Good movie, terrific book. Hope many people catch it. One thing about making a zombie film - you've probably got a built-in audience.


Hopefully your average horror fan can overlook the funny name and GOD AWFUL poster and check it out.
post #14 of 17

Did anyone think Mazzy was infected when he started panicking/mumbling in the booth and then made it for the door?

 

My post from another CC thread:

Quote:

Fell in love with this one from the start. McHattie is terrific. One part Romero, one part Cronenberg, and one part Twilight Zone. Ridiculous high concept that just plain works here. Ballsy, interesting, and creepy. Such a pressure-cooker build-up with mostly people just sitting around talking. With some minor adjustments, it would make a kickass radio play ala Orson W's War of the Worlds. You'd need to keep McHattie as Mazzy though. Wish the dvd had some behind-the-scenes insight. You get nothing but a trailer.

 

Any clue what the post-credit sequence is all about? Had me scratching my head.

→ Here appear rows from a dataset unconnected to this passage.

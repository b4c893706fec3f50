// SPDX-License-Identifier: GPL-3.0-only

//! Running an orchestrator in the background
//!
//! A spawned operation publishes its progress as [`ProgressEvent`]s on an
//! unbounded channel and resolves to its [`BatchOutcome`].

use std::path::PathBuf;
use std::sync::Arc;

use tokio::sync::mpsc::{self, UnboundedReceiver, UnboundedSender};
use tokio::task::JoinHandle;
use tracing::info;

use livecopy_contracts::{OperationId, ProgressEvent, ProgressReporter};
use livecopy_types::{OperationMode, StorageDevice, StorageDeviceResult};

use crate::batch::{BatchContext, BatchControl, BatchOutcome};
use crate::error::{LiveCopyError, Result};
use crate::installer::Installer;
use crate::ledger::ResultsLedger;
use crate::resetter::Resetter;
use crate::upgrader::Upgrader;

/// Picks documents to print on behalf of a spawned reset.
pub type DocumentSelector = Arc<dyn Fn(&[PathBuf]) -> Vec<PathBuf> + Send + Sync>;

/// Reporter that forwards everything into a channel.
pub struct ChannelReporter {
    sender: UnboundedSender<ProgressEvent>,
    selector: Option<DocumentSelector>,
}

impl ChannelReporter {
    pub fn new(sender: UnboundedSender<ProgressEvent>) -> Self {
        Self {
            sender,
            selector: None,
        }
    }

    pub fn with_selector(mut self, selector: DocumentSelector) -> Self {
        self.selector = Some(selector);
        self
    }

    fn send(&self, event: ProgressEvent) {
        // a dropped receiver only means nobody is watching anymore
        let _ = self.sender.send(event);
    }
}

impl ProgressReporter for ChannelReporter {
    fn batch_started(&self, mode: OperationMode, devices: usize) {
        self.send(ProgressEvent::BatchStarted { mode, devices });
    }

    fn device_started(&self, mode: OperationMode, device: &StorageDevice, index: usize, total: usize) {
        self.send(ProgressEvent::DeviceStarted {
            mode,
            device: device.path(),
            index,
            total,
        });
    }

    fn step(&self, step: &str) {
        self.send(ProgressEvent::Step {
            step: step.to_string(),
        });
    }

    fn progress(&self, percent: u8) {
        self.send(ProgressEvent::Progress { percent });
    }

    fn line(&self, text: &str) {
        self.send(ProgressEvent::Line {
            text: text.to_string(),
        });
    }

    fn show_error(&self, message: &str) {
        self.send(ProgressEvent::Error {
            message: message.to_string(),
        });
    }

    fn device_finished(&self, mode: OperationMode, result: &StorageDeviceResult) {
        self.send(ProgressEvent::DeviceFinished {
            mode,
            device: result.device.path(),
            error: result.error_message().map(str::to_string),
        });
    }

    fn batch_finished(&self, mode: OperationMode, results: &[StorageDeviceResult]) {
        let succeeded = results.iter().filter(|r| r.succeeded()).count();
        self.send(ProgressEvent::BatchFinished {
            mode,
            succeeded,
            failed: results.len() - succeeded,
        });
    }

    fn resolution_started(&self, path: &str) {
        self.send(ProgressEvent::ResolutionStarted {
            path: path.to_string(),
        });
    }

    fn resolution_finished(&self, path: &str) {
        self.send(ProgressEvent::ResolutionFinished {
            path: path.to_string(),
        });
    }

    fn select_documents(&self, documents: &[PathBuf]) -> Vec<PathBuf> {
        match &self.selector {
            Some(selector) => selector(documents),
            None => documents.to_vec(),
        }
    }
}

/// One of the three orchestrators, ready to run.
pub enum Operation {
    Install(Installer),
    Upgrade(Upgrader),
    Reset(Resetter),
}

impl Operation {
    pub fn mode(&self) -> OperationMode {
        match self {
            Operation::Install(_) => OperationMode::Install,
            Operation::Upgrade(_) => OperationMode::Upgrade,
            Operation::Reset(_) => OperationMode::Reset,
        }
    }

    pub async fn run(&self, devices: Vec<StorageDevice>, context: &BatchContext) -> Result<BatchOutcome> {
        match self {
            Operation::Install(installer) => installer.run(devices, context).await,
            Operation::Upgrade(upgrader) => upgrader.run(devices, context).await,
            Operation::Reset(resetter) => resetter.run(devices, context).await,
        }
    }
}

pub struct OperationHandle {
    pub id: OperationId,
    pub mode: OperationMode,
    pub events: UnboundedReceiver<ProgressEvent>,
    control: Arc<BatchControl>,
    ledger: Arc<ResultsLedger>,
    join: JoinHandle<Result<BatchOutcome>>,
}

impl OperationHandle {
    /// Stop after the device currently being processed.
    pub fn request_stop(&self) {
        self.control.request_stop();
    }

    /// Results recorded so far, including the device in progress.
    pub fn results(&self) -> Vec<StorageDeviceResult> {
        self.ledger.snapshot()
    }

    pub fn is_finished(&self) -> bool {
        self.join.is_finished()
    }

    pub async fn wait(self) -> Result<BatchOutcome> {
        self.join
            .await
            .map_err(|e| LiveCopyError::Task(e.to_string()))?
    }
}

/// Run `operation` on `devices` in a background task.
pub fn spawn(
    operation: Operation,
    devices: Vec<StorageDevice>,
    selector: Option<DocumentSelector>,
) -> OperationHandle {
    let (sender, events) = mpsc::unbounded_channel();
    let mut reporter = ChannelReporter::new(sender);
    if let Some(selector) = selector {
        reporter = reporter.with_selector(selector);
    }
    let context = BatchContext::new(Arc::new(reporter));
    let id = OperationId::new();
    let mode = operation.mode();
    info!(%id, %mode, devices = devices.len(), "spawning operation");

    let control = context.control.clone();
    let ledger = context.ledger.clone();
    let join = tokio::spawn(async move { operation.run(devices, &context).await });

    OperationHandle {
        id,
        mode,
        events,
        control,
        ledger,
        join,
    }
}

And a Russ quote is on the back of the Blockbuster exclusive dvd I bought used.

post #15 of 17
Quote:
Originally Posted by Patrick Ripoll View Post
After I first saw this I thought this was about autism, but it's actually about Twitter, I think. George Romero saw shoppers in a mall and thought "zombies". I feel Bruce McDonald looked a Twitter feed and thought the same thing.


Bingo.

 

GREAT fucking movie. I think it's weird how the internet age, and the need for instant word-of-mouth has kept a few films from breaking out of their tiny cult status into genuine CLASSIC status. This is one of them. How is this not amongst the small handful of horror landmarks of the twenty first century?

post #16 of 17
post #17 of 17

I like what everyone is saying about Twitter (etc.) but I really think the idea is supposed to spread not just to recent failures in communications, but language's failure to communicate as a whole.  Mazzy mentions Roland Barthes early in the movie but only calls him a French philosopher.

 

Barthes was really a literary theorist and a semiotician who has his theory embedded deeply in much of literary critical practice today.

 

He and several other structuralist theorists of the time discussed language's inability to communicate meaning.

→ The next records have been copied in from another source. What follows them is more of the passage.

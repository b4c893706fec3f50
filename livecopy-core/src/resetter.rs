// SPDX-License-Identifier: GPL-3.0-only

//! Reset of installed devices to a clean state
//!
//! Typically run for a whole class of sticks at once: pending documents are
//! printed, the exchange partition is backed up and reformatted, and the
//! data partition is formatted or selectively cleared.

use std::path::{Path, PathBuf};
use std::sync::Arc;

use async_trait::async_trait;
use chrono::Local;
use tracing::{debug, info, warn};

use livecopy_contracts::{MountAccess, ProgressReporter};
use livecopy_sys::is_boot_device;
use livecopy_types::{
    DataFilesystem, DataPartitionReset, OperationMode, Partition, PartitionRole, PrintMode,
    ResetConfig, StorageDevice, SubdirectoryKind, partition::DATA_LABEL,
};

use crate::batch::{BatchContext, BatchOutcome, DeviceWorkflow, run_batch};
use crate::data_partition::{self, UPPER_DIR};
use crate::documents::find_documents;
use crate::error::{LiveCopyError, Result, ValidationError};
use crate::fs_tasks::{TreeCopy, blocking, copy_tree_reporting};
use crate::mount_stack::MountStack;
use crate::session::Session;
use crate::workflow::{mapper_name, missing, mount_data, released, step, unmount_device};

const TIMESTAMP_FORMAT: &str = "%Y-%m-%d_%H-%M-%S";

pub struct Resetter {
    session: Arc<Session>,
    config: ResetConfig,
}

fn path_component(value: &str) -> String {
    value.trim().replace('/', "_")
}

/// Backup directory of one exchange partition, built from the enabled
/// subdirectory components in their configured order.
pub fn backup_directory(
    config: &ResetConfig,
    device: &StorageDevice,
    exchange: &Partition,
    timestamp: &str,
) -> PathBuf {
    let mut directory = config.backup_destination.clone();
    for subdirectory in config.backup_subdirectories.iter().filter(|s| s.enabled) {
        let component = match subdirectory.kind {
            SubdirectoryKind::ExchangePartitionLabel => match path_component(&exchange.id_label) {
                label if label.is_empty() => "exchange".to_string(),
                label => label,
            },
            SubdirectoryKind::StorageMediaSerialNumber => match path_component(&device.serial) {
                serial if serial.is_empty() => device.device.clone(),
                serial => serial,
            },
            SubdirectoryKind::Timestamp => timestamp.to_string(),
        };
        directory.push(component);
    }
    directory
}

/// Filesystem a formatted data partition gets: the current one when it is
/// an ext filesystem, ext4 otherwise.
fn data_filesystem(partition: &Partition) -> DataFilesystem {
    match partition.id_type.as_str() {
        "ext2" => DataFilesystem::Ext2,
        "ext3" => DataFilesystem::Ext3,
        _ => DataFilesystem::Ext4,
    }
}

/// The running system keeps its partitions mounted, so they are never
/// formatted. The rest of the reset goes ahead.
fn refuse_on_boot_device(device: &StorageDevice, skipped: &str, reporter: &dyn ProgressReporter) {
    warn!(device = %device.path(), skipped, "device runs the current system");
    reporter.show_error(&format!(
        "{} runs the current system: {skipped}",
        device.path()
    ));
}

impl Resetter {
    pub fn new(session: Arc<Session>, config: ResetConfig) -> Self {
        Self { session, config }
    }

    fn passphrase(&self) -> Option<&str> {
        self.config.encryption_passphrase.as_deref()
    }

    fn needs_exchange(&self) -> bool {
        self.config.printing.mode != PrintMode::None
            || self.config.backup_exchange
            || self.config.format_exchange
    }

    fn needs_data(&self) -> bool {
        self.config.data != DataPartitionReset::Keep || !self.config.restore.is_empty()
    }

    pub fn validate(&self, devices: &[StorageDevice]) -> Result<()> {
        if devices.is_empty() {
            return Err(ValidationError::NoDevices.into());
        }
        if self.config.backup_exchange && self.config.backup_destination.as_os_str().is_empty() {
            return Err(ValidationError::BackupDestinationMissing.into());
        }
        for device in devices {
            if self.needs_exchange() && device.exchange_partition().is_none() {
                return Err(missing(device, PartitionRole::Exchange));
            }
            if !self.needs_data() {
                continue;
            }
            let data = device
                .data_partition()
                .ok_or_else(|| missing(device, PartitionRole::Data))?;
            if data.is_encrypted() && self.passphrase().is_none_or(str::is_empty) {
                return Err(ValidationError::PassphraseRequired.into());
            }
        }
        Ok(())
    }

    pub async fn run(&self, devices: Vec<StorageDevice>, context: &BatchContext) -> Result<BatchOutcome> {
        self.validate(&devices)?;
        let mut workflow = ResetWorkflow { resetter: self };
        Ok(run_batch(
            &self.session.coordinator,
            OperationMode::Reset,
            &devices,
            &mut workflow,
            context,
        )
        .await)
    }
}

struct ResetWorkflow<'a> {
    resetter: &'a Resetter,
}

impl ResetWorkflow<'_> {
    fn session(&self) -> &Session {
        &self.resetter.session
    }

    fn config(&self) -> &ResetConfig {
        &self.resetter.config
    }

    async fn print_documents(
        &self,
        exchange_root: &Path,
        device: &StorageDevice,
        reporter: &dyn ProgressReporter,
    ) -> Result<()> {
        let printing = &self.config().printing;
        if printing.mode == PrintMode::None {
            return Ok(());
        }
        step(reporter, device, "Looking for documents to print");
        let root = exchange_root.to_path_buf();
        let settings = printing.clone();
        let found = tokio::task::spawn_blocking(move || find_documents(&root, &settings))
            .await
            .map_err(|e| LiveCopyError::Task(e.to_string()))?;
        let documents = match found {
            Ok(documents) => documents,
            Err(error) => {
                warn!(device = %device.path(), %error, "document discovery failed");
                reporter.show_error(&error.to_string());
                return Ok(());
            }
        };

        let selected = match printing.mode {
            PrintMode::Interactive => reporter.select_documents(&documents),
            _ => documents,
        };
        for document in &selected {
            reporter.line(&document.display().to_string());
            self.session().tools.print_document(document).await?;
        }
        info!(device = %device.path(), printed = selected.len(), "documents printed");
        Ok(())
    }

    async fn exchange(
        &self,
        device: &StorageDevice,
        boot_device: bool,
        reporter: &dyn ProgressReporter,
    ) -> Result<()> {
        let Some(exchange) = device.exchange_partition() else {
            return Ok(());
        };
        let config = self.config();
        if config.printing.mode == PrintMode::None && !config.backup_exchange {
            return Ok(());
        }

        let mut mounts = self.session().mount_stack();
        let result: Result<()> = async {
            let root = mounts.mount(&exchange.path(), MountAccess::ReadOnly).await?;
            self.print_documents(&root, device, reporter).await?;
            if config.backup_exchange {
                step(reporter, device, "Backing up exchange partition");
                let timestamp = Local::now().format(TIMESTAMP_FORMAT).to_string();
                let destination = backup_directory(config, device, exchange, &timestamp);
                info!(destination = %destination.display(), "exchange backup");
                copy_tree_reporting(root, destination, TreeCopy::default(), reporter).await?;
            }
            Ok(())
        }
        .await;
        released(&mut mounts, result).await?;

        if config.format_exchange && boot_device {
            refuse_on_boot_device(device, "exchange partition not formatted", reporter);
        } else if config.format_exchange {
            step(reporter, device, "Formatting exchange partition");
            let label = if config.keep_exchange_label {
                exchange.id_label.clone()
            } else {
                config.new_exchange_label.clone()
            };
            let label = config.exchange_filesystem.fit_label(&label);
            self.session()
                .tools
                .format(&exchange.path(), config.exchange_filesystem.fs_type(), label)
                .await?;
        }
        Ok(())
    }

    async fn seed_home(&self, root: &Path) -> Result<()> {
        let config = self.config();
        let root = root.to_path_buf();
        let skeleton = config.skeleton_dir.clone();
        let home = blocking("seeding home directory", move || {
            data_partition::seed_home(&root, &skeleton)
        })
        .await?;
        self.session()
            .tools
            .chown_recursive(&home, config.user_uid, config.user_gid)
            .await?;
        Ok(())
    }

    /// Format the data partition and return its mount point.
    async fn format_data(
        &self,
        data: &Partition,
        mounts: &mut MountStack,
    ) -> Result<PathBuf> {
        let target = if data.is_encrypted() {
            let passphrase = self
                .resetter
                .passphrase()
                .ok_or(ValidationError::PassphraseRequired)?;
            mounts
                .open_luks(&data.path(), passphrase, &mapper_name(data))
                .await?
        } else {
            data.path()
        };
        self.session()
            .tools
            .format(&target, data_filesystem(data).fs_type(), DATA_LABEL)
            .await?;
        let root = mounts.mount(&target, MountAccess::ReadWrite).await?;

        let config_root = root.clone();
        blocking("writing persistence configuration", move || {
            data_partition::write_config(&config_root)
        })
        .await?;
        self.seed_home(&root).await?;
        Ok(root)
    }

    async fn data(
        &self,
        device: &StorageDevice,
        boot_device: bool,
        mounts: &mut MountStack,
        reporter: &dyn ProgressReporter,
    ) -> Result<()> {
        let config = self.config();
        let Some(data) = device.data_partition() else {
            return Ok(());
        };
        let mode = match config.data {
            DataPartitionReset::Format | DataPartitionReset::Clear { .. } if boot_device => {
                refuse_on_boot_device(device, "data partition left unchanged", reporter);
                DataPartitionReset::Keep
            }
            mode => mode,
        };
        let root = match mode {
            DataPartitionReset::Keep if config.restore.is_empty() => return Ok(()),
            DataPartitionReset::Keep => mount_data(mounts, data, self.resetter.passphrase()).await?,
            DataPartitionReset::Format => {
                step(reporter, device, "Formatting data partition");
                self.format_data(data, mounts).await?
            }
            DataPartitionReset::Clear { system, home } => {
                step(reporter, device, "Clearing data partition");
                let root = mount_data(mounts, data, self.resetter.passphrase()).await?;
                let cleared = root.clone();
                let removed = blocking("clearing data partition", move || {
                    data_partition::clear(&cleared, system, home)
                })
                .await?;
                debug!(removed, "data partition cleared");
                if home {
                    self.seed_home(&root).await?;
                }
                root
            }
        };

        if config.restore.is_empty() {
            return Ok(());
        }
        step(reporter, device, "Restoring files");
        for entry in &config.restore {
            let (target_root, source, destination) =
                (root.clone(), entry.source.clone(), entry.destination.clone());
            let restored = blocking(format!("restoring {}", entry.source.display()), move || {
                data_partition::restore_entry(&target_root, &source, &destination)
            })
            .await?;
            self.session()
                .tools
                .chown_recursive(&restored, config.user_uid, config.user_gid)
                .await?;
        }
        debug!(upper = %root.join(UPPER_DIR).display(), "files restored");
        Ok(())
    }
}

#[async_trait]
impl DeviceWorkflow for ResetWorkflow<'_> {
    async fn run_device(
        &mut self,
        device: &StorageDevice,
        reporter: &dyn ProgressReporter,
    ) -> Result<()> {
        let tools = self.session().tools.as_ref();
        let boot_device = is_boot_device(&tools.active_mounts().await?, &device.device);
        info!(device = %device.path(), boot_device, "resetting");
        if !boot_device {
            unmount_device(tools, device).await?;
        }

        self.exchange(device, boot_device, reporter).await?;

        let mut mounts = self.session().mount_stack();
        let result = self.data(device, boot_device, &mut mounts, reporter).await;
        released(&mut mounts, result).await?;

        if !boot_device {
            step(reporter, device, "Unmounting partitions");
            unmount_device(tools, device).await?;
        }
        Ok(())
    }
}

This is why when you repeat a word (kill) over and over, the word loses ALL meaning.  The word in itself is nothing.  Words, invented by humans, are simply signifiers to represent a concept that we have in our head.  The missing cat that is often referred to is often a word of choice for Barthes when discussing the neutral quality of words.

 

The disease spreads when we recognize a word and we truly understand it.  It almost seems that the disease only becomes an issue when language operates successfully. (The doctor mentioned the disease spreading when we understand the word)  Then the infected repeat the understood word until it loses all of that meaning and it just becomes an empty signifier.

 

While I like the idea of the Twitter and other technological methods of communication analogy, there isn't enough evidence in the movie itself for that analogy to be the only thing in play here.

 

I think it's a remark on the linguistic ideas that Barthes, amongst other literary theorists, presented a few decades ago.